[Extracted data entries]
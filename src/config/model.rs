// src/config/model.rs

use std::path::{Path, PathBuf};
use std::time::Duration;

use serde::Deserialize;

use crate::types::{EventKind, ScriptMode};

/// Default directory watched for device nodes appearing/disappearing.
pub const DEFAULT_DEV_DIR: &str = "/dev";
/// Default sysfs class directory describing hidraw devices.
pub const DEFAULT_SYSFS_CLASS_DIR: &str = "/sys/class/hidraw";

/// Configuration as read from a TOML file and/or the command line, before
/// validation.
///
/// ```toml
/// [filter]
/// vendor_id = 1452
/// product_id = 615
/// usage_page = 1
/// usage = 6
/// product_name = "My Custom Keyboard"
/// device_address = "ab-cd-ef-12-34-56"
///
/// [action]
/// on_connect = "/path/to/connect.sh"
/// on_disconnect = "/path/to/disconnect.sh"
///
/// [daemon]
/// script_mode = "detached"
/// script_timeout_secs = 30
/// ```
///
/// Every field is optional here; [`DaemonConfig`] is the validated form.
#[derive(Debug, Clone, Default, Deserialize)]
#[serde(deny_unknown_fields)]
pub struct RawDaemonConfig {
    #[serde(default)]
    pub filter: RawFilterSpec,

    #[serde(default)]
    pub action: RawActionSet,

    #[serde(default)]
    pub daemon: RawDaemonSection,
}

impl RawDaemonConfig {
    /// Layer `overrides` on top of `self`, field by field. Fields set in
    /// `overrides` win.
    pub fn merged_with(self, overrides: RawDaemonConfig) -> RawDaemonConfig {
        RawDaemonConfig {
            filter: RawFilterSpec {
                vendor_id: overrides.filter.vendor_id.or(self.filter.vendor_id),
                product_id: overrides.filter.product_id.or(self.filter.product_id),
                usage_page: overrides.filter.usage_page.or(self.filter.usage_page),
                usage: overrides.filter.usage.or(self.filter.usage),
                product_name: overrides.filter.product_name.or(self.filter.product_name),
                device_address: overrides
                    .filter
                    .device_address
                    .or(self.filter.device_address),
            },
            action: RawActionSet {
                on_connect: overrides.action.on_connect.or(self.action.on_connect),
                on_disconnect: overrides.action.on_disconnect.or(self.action.on_disconnect),
            },
            daemon: RawDaemonSection {
                script_mode: overrides.daemon.script_mode.or(self.daemon.script_mode),
                script_timeout_secs: overrides
                    .daemon
                    .script_timeout_secs
                    .or(self.daemon.script_timeout_secs),
                dev_dir: overrides.daemon.dev_dir.or(self.daemon.dev_dir),
                sysfs_class_dir: overrides
                    .daemon
                    .sysfs_class_dir
                    .or(self.daemon.sysfs_class_dir),
            },
        }
    }
}

/// `[filter]` section. Multiple fields combine with AND.
#[derive(Debug, Clone, Default, PartialEq, Eq, Deserialize)]
#[serde(deny_unknown_fields)]
pub struct RawFilterSpec {
    #[serde(default)]
    pub vendor_id: Option<u32>,
    #[serde(default)]
    pub product_id: Option<u32>,
    #[serde(default)]
    pub usage_page: Option<u32>,
    #[serde(default)]
    pub usage: Option<u32>,
    #[serde(default)]
    pub product_name: Option<String>,
    #[serde(default)]
    pub device_address: Option<String>,
}

/// `[action]` section.
#[derive(Debug, Clone, Default, PartialEq, Eq, Deserialize)]
#[serde(deny_unknown_fields)]
pub struct RawActionSet {
    #[serde(default)]
    pub on_connect: Option<PathBuf>,
    #[serde(default)]
    pub on_disconnect: Option<PathBuf>,
}

/// `[daemon]` section.
#[derive(Debug, Clone, Default, Deserialize)]
#[serde(deny_unknown_fields)]
pub struct RawDaemonSection {
    #[serde(default)]
    pub script_mode: Option<ScriptMode>,
    #[serde(default)]
    pub script_timeout_secs: Option<u64>,
    #[serde(default)]
    pub dev_dir: Option<PathBuf>,
    #[serde(default)]
    pub sysfs_class_dir: Option<PathBuf>,
}

/// Which devices to watch.
///
/// Validated: at least one field is set, numbers are non-zero and strings
/// are non-empty. Immutable once built; construct it via
/// `FilterSpec::try_from(RawFilterSpec)`.
#[derive(Debug, Clone, PartialEq, Eq)]
pub struct FilterSpec {
    vendor_id: Option<u32>,
    product_id: Option<u32>,
    usage_page: Option<u32>,
    usage: Option<u32>,
    product_name: Option<String>,
    device_address: Option<String>,
}

impl FilterSpec {
    pub(crate) fn new_unchecked(raw: RawFilterSpec) -> Self {
        Self {
            vendor_id: raw.vendor_id,
            product_id: raw.product_id,
            usage_page: raw.usage_page,
            usage: raw.usage,
            product_name: raw.product_name,
            device_address: raw.device_address,
        }
    }

    pub fn vendor_id(&self) -> Option<u32> {
        self.vendor_id
    }

    pub fn product_id(&self) -> Option<u32> {
        self.product_id
    }

    pub fn usage_page(&self) -> Option<u32> {
        self.usage_page
    }

    pub fn usage(&self) -> Option<u32> {
        self.usage
    }

    pub fn product_name(&self) -> Option<&str> {
        self.product_name.as_deref()
    }

    pub fn device_address(&self) -> Option<&str> {
        self.device_address.as_deref()
    }
}

/// Scripts to run per event kind. At least one is set.
#[derive(Debug, Clone, PartialEq, Eq)]
pub struct ActionSet {
    on_connect: Option<PathBuf>,
    on_disconnect: Option<PathBuf>,
}

impl ActionSet {
    pub(crate) fn new_unchecked(raw: RawActionSet) -> Self {
        Self {
            on_connect: raw.on_connect,
            on_disconnect: raw.on_disconnect,
        }
    }

    pub fn on_connect(&self) -> Option<&Path> {
        self.on_connect.as_deref()
    }

    pub fn on_disconnect(&self) -> Option<&Path> {
        self.on_disconnect.as_deref()
    }

    /// The script bound to `kind`, if any.
    pub fn script_for(&self, kind: EventKind) -> Option<&Path> {
        match kind {
            EventKind::Arrival => self.on_connect(),
            EventKind::Removal => self.on_disconnect(),
        }
    }
}

/// Validated `[daemon]` settings with defaults applied.
#[derive(Debug, Clone, PartialEq, Eq)]
pub struct DaemonSettings {
    pub script_mode: ScriptMode,
    pub script_timeout: Option<Duration>,
    pub dev_dir: PathBuf,
    pub sysfs_class_dir: PathBuf,
}

impl Default for DaemonSettings {
    fn default() -> Self {
        Self {
            script_mode: ScriptMode::default(),
            script_timeout: None,
            dev_dir: PathBuf::from(DEFAULT_DEV_DIR),
            sysfs_class_dir: PathBuf::from(DEFAULT_SYSFS_CLASS_DIR),
        }
    }
}

/// Fully validated daemon configuration.
#[derive(Debug, Clone)]
pub struct DaemonConfig {
    pub filter: FilterSpec,
    pub actions: ActionSet,
    pub settings: DaemonSettings,
}
// src/exec/backend.rs

//! Pluggable action runner abstraction.
//!
//! The dispatcher talks to an `ActionRunner` instead of spawning processes
//! itself, so tests can record requested actions without running anything.
//!
//! - `ProcessLauncher` is the production implementation.
//! - Tests provide their own runner (see the `hidkitd-test-utils` crate).

use std::future::Future;
use std::path::PathBuf;
use std::pin::Pin;
use std::sync::Arc;
use std::time::Duration;

use tracing::debug;

use crate::device::{DeviceId, DeviceProperties};
use crate::types::{EventKind, ScriptMode};

use super::launcher::start_and_report;

/// One action the dispatcher wants performed for one device.
#[derive(Debug, Clone)]
pub struct ActionRequest {
    pub kind: EventKind,
    /// `None` when no script is configured for `kind`.
    pub script: Option<PathBuf>,
    pub device: DeviceId,
    pub properties: Arc<DeviceProperties>,
}

impl ActionRequest {
    /// Environment passed to the script.
    pub fn env(&self) -> Vec<(&'static str, String)> {
        let mut vars = vec![
            ("HIDKITD_EVENT", self.kind.as_env_value().to_string()),
            ("HIDKITD_DEVICE", self.device.to_string()),
        ];
        vars.extend(self.properties.env_vars());
        vars
    }
}

/// Trait abstracting how actions are executed.
///
/// Implementations must not fail: whatever happens to the script is
/// reported through logs, never to the caller.
pub trait ActionRunner: Send {
    /// Perform `request`. A request without a script is a no-op.
    ///
    /// The returned future resolves once the runner is done with the
    /// request, which for a detached launch is as soon as the process has
    /// been started.
    fn run_action(
        &mut self,
        request: ActionRequest,
    ) -> Pin<Box<dyn Future<Output = ()> + Send + '_>>;
}

/// Runs scripts as real OS processes.
#[derive(Debug, Clone)]
pub struct ProcessLauncher {
    mode: ScriptMode,
    timeout: Option<Duration>,
}

impl ProcessLauncher {
    pub fn new(mode: ScriptMode, timeout: Option<Duration>) -> Self {
        Self { mode, timeout }
    }

    pub fn mode(&self) -> ScriptMode {
        self.mode
    }
}

impl ActionRunner for ProcessLauncher {
    fn run_action(
        &mut self,
        request: ActionRequest,
    ) -> Pin<Box<dyn Future<Output = ()> + Send + '_>> {
        let mode = self.mode;
        let timeout = self.timeout;

        Box::pin(async move {
            let Some(script) = request.script.clone() else {
                debug!(kind = %request.kind, device = %request.device, "no script configured");
                return;
            };

            // The process is started before this future resolves, so
            // launches follow delivery order in both modes.
            let env = request.env();
            let Some(running) = start_and_report(script, request.kind, request.device, &env)
            else {
                return;
            };

            match mode {
                ScriptMode::Detached => {
                    tokio::spawn(running.finish_and_report(timeout));
                }
                ScriptMode::Wait => running.finish_and_report(timeout).await,
            }
        })
    }
}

* [What is being asked]
Where does the word "ActionRequest" occur in the records? Return every line that holds it.

* [Output below]
pub struct ActionRequest {
impl ActionRequest {
        request: ActionRequest,
        request: ActionRequest,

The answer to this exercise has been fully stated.